Following an introductory chapter outlining the connections between development economics and development studies, this book consists of eight substantive chapters dealing with the nature of development economics, economic growth and structural change, economic growth and developing countries, economic growth and economic development since 1960, the global economy and the Third World, developing countries and international trade, economics and development policy, and poverty, equality and development economists, with a tenth concluding chapter.
This book synthesizes existing development economics literature in order to identify the salient issues and controversies and make them accessible and understandable. The concern is to distinguish differences within the economics profession, and between economists and non-economists, so that the reader can make informed judgments about the sources of these differences, and about their impact on policy analysis and policy advice. The book features explanatory text boxes, tables and diagrams, suggestions for further reading, and a listing of the economic concepts used in the chapters.

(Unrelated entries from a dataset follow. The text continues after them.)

use crate::ast::{NodeId, NodeValue};
use crate::block::{BlockContinue, BlockParser, BlockParserFactory, BlockStart, MatchedBlockParser, ParserState};
use crate::characters::CODE_BLOCK_INDENT;

pub(crate) struct ThematicBreakParser;

impl BlockParser for ThematicBreakParser {
    fn node_value(&self) -> NodeValue {
        NodeValue::ThematicBreak
    }

    fn try_continue(&mut self, _state: &ParserState<'_>, _node: NodeId) -> Option<BlockContinue> {
        // A thematic break is a single line.
        None
    }
}

pub(crate) struct ThematicBreakFactory;

impl BlockParserFactory for ThematicBreakFactory {
    fn try_start(&self, state: &ParserState<'_>, _matched: &MatchedBlockParser<'_>) -> Option<BlockStart> {
        if state.indent() >= CODE_BLOCK_INDENT || !is_thematic_break(state.rest()) {
            return None;
        }
        Some(BlockStart::of(vec![Box::new(ThematicBreakParser)]).at_index(state.line().content.len()))
    }
}

/// Three or more matching `-`, `_` or `*`, with any spaces or tabs between them.
pub(crate) fn is_thematic_break(line: &str) -> bool {
    let mut dashes = 0;
    let mut underscores = 0;
    let mut asterisks = 0;
    for c in line.chars() {
        match c {
            '-' => dashes += 1,
            '_' => underscores += 1,
            '*' => asterisks += 1,
            ' ' | '\t' => {}
            _ => return false,
        }
    }
    (dashes >= 3 && underscores == 0 && asterisks == 0)
        || (underscores >= 3 && dashes == 0 && asterisks == 0)
        || (asterisks >= 3 && dashes == 0 && underscores == 0)
}
impl Visitor for HtmlWriter<'_> {
    fn enter(&mut self, document: &Document, node: NodeId) -> Visit {
        match document.value(node) {
            NodeValue::Document | NodeValue::LinkReferenceDefinition(_) => {}
            NodeValue::BlockQuote => {
                self.line();
                self.open_tag(document, node, "blockquote", Attributes::new());
                self.line();
            }
            NodeValue::BulletList(_) => {
                self.line();
                self.open_tag(document, node, "ul", Attributes::new());
                self.line();
            }
            NodeValue::OrderedList(list) => {
                let mut attributes = Attributes::new();
                if list.start != 1 {
                    attributes.set("start", list.start.to_string());
                }
                self.line();
                self.open_tag(document, node, "ol", attributes);
                self.line();
            }
            NodeValue::ListItem(_) => self.open_tag(document, node, "li", Attributes::new()),
            NodeValue::FencedCodeBlock(code) => {
                self.code_block(document, node, &code.literal, Some(&code.info));
            }
            NodeValue::IndentedCodeBlock { literal } => self.code_block(document, node, literal, None),
            NodeValue::Heading { level } => {
                self.line();
                self.open_tag(document, node, &heading_tag(*level), Attributes::new());
            }
            NodeValue::HtmlBlock { literal } => {
                self.line();
                if self.renderer.escape_html {
                    self.open_tag(document, node, "p", Attributes::new());
                    self.text(literal);
                    self.close_tag("p");
                } else {
                    self.raw(literal);
                }
                self.line();
            }
            NodeValue::Paragraph => {
                if !in_tight_list(document, node) {
                    self.line();
                    self.open_tag(document, node, "p", Attributes::new());
                }
            }
            NodeValue::ThematicBreak => {
                self.line();
                self.void_tag(document, node, "hr", Attributes::new());
                self.line();
            }
            NodeValue::Text(literal) => self.text(literal),
            NodeValue::Code(literal) => {
                self.open_tag(document, node, "code", Attributes::new());
                self.text(literal);
                self.close_tag("code");
            }
            NodeValue::Emphasis { .. } => self.open_tag(document, node, "em", Attributes::new()),
            NodeValue::StrongEmphasis { .. } => self.open_tag(document, node, "strong", Attributes::new()),
            NodeValue::Link(link) => {
                let mut attributes = self.link_attributes(link, "href");
                if let Some(title) = &link.title {
                    attributes.set("title", title.as_str());
                }
                self.open_tag(document, node, "a", attributes);
            }
            NodeValue::Image(link) => {
                let mut attributes = self.link_attributes(link, "src");
                attributes.set("alt", document.text_content(node));
                if let Some(title) = &link.title {
                    attributes.set("title", title.as_str());
                }
                self.void_tag(document, node, "img", attributes);
                return Visit::SkipChildren;
            }
            NodeValue::HtmlInline(literal) => {
                if self.renderer.escape_html {
                    self.text(literal);
                } else {
                    self.raw(literal);
                }
            }
            NodeValue::SoftLineBreak => {
                let soft_break = &self.renderer.soft_break;
                self.output.push_str(soft_break);
            }
            NodeValue::HardLineBreak => {
                self.void_tag(document, node, "br", Attributes::new());
                self.line();
            }
            NodeValue::CustomBlock(custom) => self.enter_custom(document, node, custom, true),
            NodeValue::CustomInline(custom) => self.enter_custom(document, node, custom, false),
        }
        Visit::Children
    }

    fn leave(&mut self, document: &Document, node: NodeId) {
        match document.value(node) {
            NodeValue::BlockQuote => {
                self.line();
                self.close_tag("blockquote");
                self.line();
            }
            NodeValue::BulletList(_) => {
                self.line();
                self.close_tag("ul");
                self.line();
            }
            NodeValue::OrderedList(_) => {
                self.line();
                self.close_tag("ol");
                self.line();
            }
            NodeValue::ListItem(_) => {
                self.close_tag("li");
                self.line();
            }
            NodeValue::Heading { level } => {
                self.close_tag(&heading_tag(*level));
                self.line();
            }
            NodeValue::Paragraph => {
                if !in_tight_list(document, node) {
                    self.close_tag("p");
                    self.line();
                }
            }
            NodeValue::Emphasis { .. } => self.close_tag("em"),
            NodeValue::StrongEmphasis { .. } => self.close_tag("strong"),
            NodeValue::Link(_) => self.close_tag("a"),
            NodeValue::CustomBlock(custom) => self.leave_custom(custom, true),
            NodeValue::CustomInline(custom) => self.leave_custom(custom, false),
            _ => {}
        }
    }
}
use crate::ast::{Document, NodeId, NodeValue};
use crate::block::{BlockContinue, BlockParser, BlockParserFactory, BlockStart, MatchedBlockParser, ParserState};
use crate::characters::{CODE_BLOCK_INDENT, skip, skip_space_tab};
use crate::inline::InlineParser;
use crate::scanner::Scanner;
use crate::source::{SourceLine, SourceLines};

/// ATX (`# Title`) and setext (`Title\n===`) headings. Both are complete after one line.
pub(crate) struct HeadingParser {
    level: u8,
    content: SourceLines,
}

impl BlockParser for HeadingParser {
    fn node_value(&self) -> NodeValue {
        NodeValue::Heading { level: self.level }
    }

    fn try_continue(&mut self, _state: &ParserState<'_>, _node: NodeId) -> Option<BlockContinue> {
        None
    }

    fn parse_inlines(&mut self, inline_parser: &mut InlineParser<'_>, document: &mut Document, node: NodeId) {
        if !self.content.is_empty() {
            inline_parser.parse(self.content.clone(), document, node);
        }
    }
}

pub(crate) struct HeadingFactory;

impl BlockParserFactory for HeadingFactory {
    fn try_start(&self, state: &ParserState<'_>, matched: &MatchedBlockParser<'_>) -> Option<BlockStart> {
        if state.indent() >= CODE_BLOCK_INDENT {
            return None;
        }
        let line = state.line();
        let next_non_space = state.next_non_space_index();
        let line_end = line.content.len();

        if state.next_non_space_char() == Some('#') {
            if let Some(heading) = atx_heading(&line.substring(next_non_space, line_end)) {
                return Some(BlockStart::of(vec![Box::new(heading)]).at_index(line_end));
            }
        }

        let level = setext_heading_level(&line.content, next_non_space)?;
        let paragraph = matched.paragraph_lines()?;
        let heading = HeadingParser {
            level,
            content: paragraph.clone(),
        };
        Some(
            BlockStart::of(vec![Box::new(heading)])
                .at_index(line_end)
                .replace_paragraph_lines(paragraph.len()),
        )
    }
}

/// An opening run of 1 to 6 `#`, then a space or the end of line; an optional closing run
/// of `#` preceded by a space is dropped.
fn atx_heading(line: &SourceLine) -> Option<HeadingParser> {
    let mut scanner = Scanner::new(SourceLines::of(line.clone()));
    let level = scanner.match_multiple('#');
    if level == 0 || level > 6 {
        return None;
    }
    let level = level as u8;
    if !scanner.has_next() {
        return Some(HeadingParser {
            level,
            content: SourceLines::empty(),
        });
    }
    if !matches!(scanner.peek(), Some(' ' | '\t')) {
        return None;
    }

    scanner.whitespace();
    let start = scanner.mark();
    let mut end = start;
    let mut hash_can_end = true;
    while let Some(c) = scanner.peek() {
        match c {
            '#' => {
                if hash_can_end {
                    scanner.match_multiple('#');
                    let whitespace = scanner.whitespace();
                    // Anything after the hashes makes them part of the content.
                    if scanner.has_next() {
                        end = scanner.mark();
                    }
                    hash_can_end = whitespace > 0;
                } else {
                    scanner.advance();
                    end = scanner.mark();
                }
            }
            ' ' | '\t' => {
                hash_can_end = true;
                scanner.advance();
            }
            _ => {
                hash_can_end = false;
                scanner.advance();
                end = scanner.mark();
            }
        }
    }

    let source = scanner.source(start, end);
    let content = if source.content().is_empty() {
        SourceLines::empty()
    } else {
        source
    };
    Some(HeadingParser { level, content })
}

/// Level of a setext underline (`=` for 1, `-` for 2) starting at `index`.
fn setext_heading_level(line: &str, index: usize) -> Option<u8> {
    let (marker, level) = match line.as_bytes().get(index)? {
        b'=' => (b'=', 1),
        b'-' => (b'-', 2),
        _ => return None,
    };
    let after_marker = skip(marker, line, index + 1);
    (skip_space_tab(line, after_marker) >= line.len()).then_some(level)
}

#[cfg(test)]
mod tests {
    use super::*;

    fn atx(line: &str) -> Option<(u8, String)> {
        atx_heading(&SourceLine::new(line, None)).map(|h| (h.level, h.content.content()))
    }

    #[test]
    fn test_atx_levels() {
        assert_eq!(atx("# foo"), Some((1, "foo".into())));
        assert_eq!(atx("###### foo"), Some((6, "foo".into())));
        assert_eq!(atx("####### foo"), None);
        assert_eq!(atx("#5 bolt"), None);
        assert_eq!(atx("#"), Some((1, "".into())));
    }

    #[test]
    fn test_atx_closing_sequence() {
        assert_eq!(atx("## foo ##"), Some((2, "foo".into())));
        assert_eq!(atx("# foo #######   "), Some((1, "foo".into())));
        assert_eq!(atx("### foo ### b"), Some((3, "foo ### b".into())));
        assert_eq!(atx("# foo#"), Some((1, "foo#".into())));
        assert_eq!(atx("### ###"), Some((3, "".into())));
    }

    #[test]
    fn test_setext_level() {
        assert_eq!(setext_heading_level("===", 0), Some(1));
        assert_eq!(setext_heading_level("  ---  ", 2), Some(2));
        assert_eq!(setext_heading_level("= =", 0), None);
        assert_eq!(setext_heading_level("--- a", 0), None);
    }
}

About the Author: Michael Tribe is a development economist whose principal overseas research, consultancy and teaching experience has been in sub-Saharan Africa, in Uganda and Ghana in particular, over four decades. He has been the Honorary Secretary of the UK and Ireland Development Studies Association since 2000.
Frederick Nixson is Emeritus Professor of Development Economics at the University of Manchester. His research interests span macroeconomic policy, aid, industrialisation strategies and experiences, privatisation, the Asian transitional economies and poverty.
Andy Sumner is a fellow of the Vulnerability and Poverty Research Team at the Institute of Development Studies. He is a cross-disciplinary economist with primary foci of interest in child poverty and wellbeing; poverty indicators, concepts, methods, approaches; and the politics of policy processes.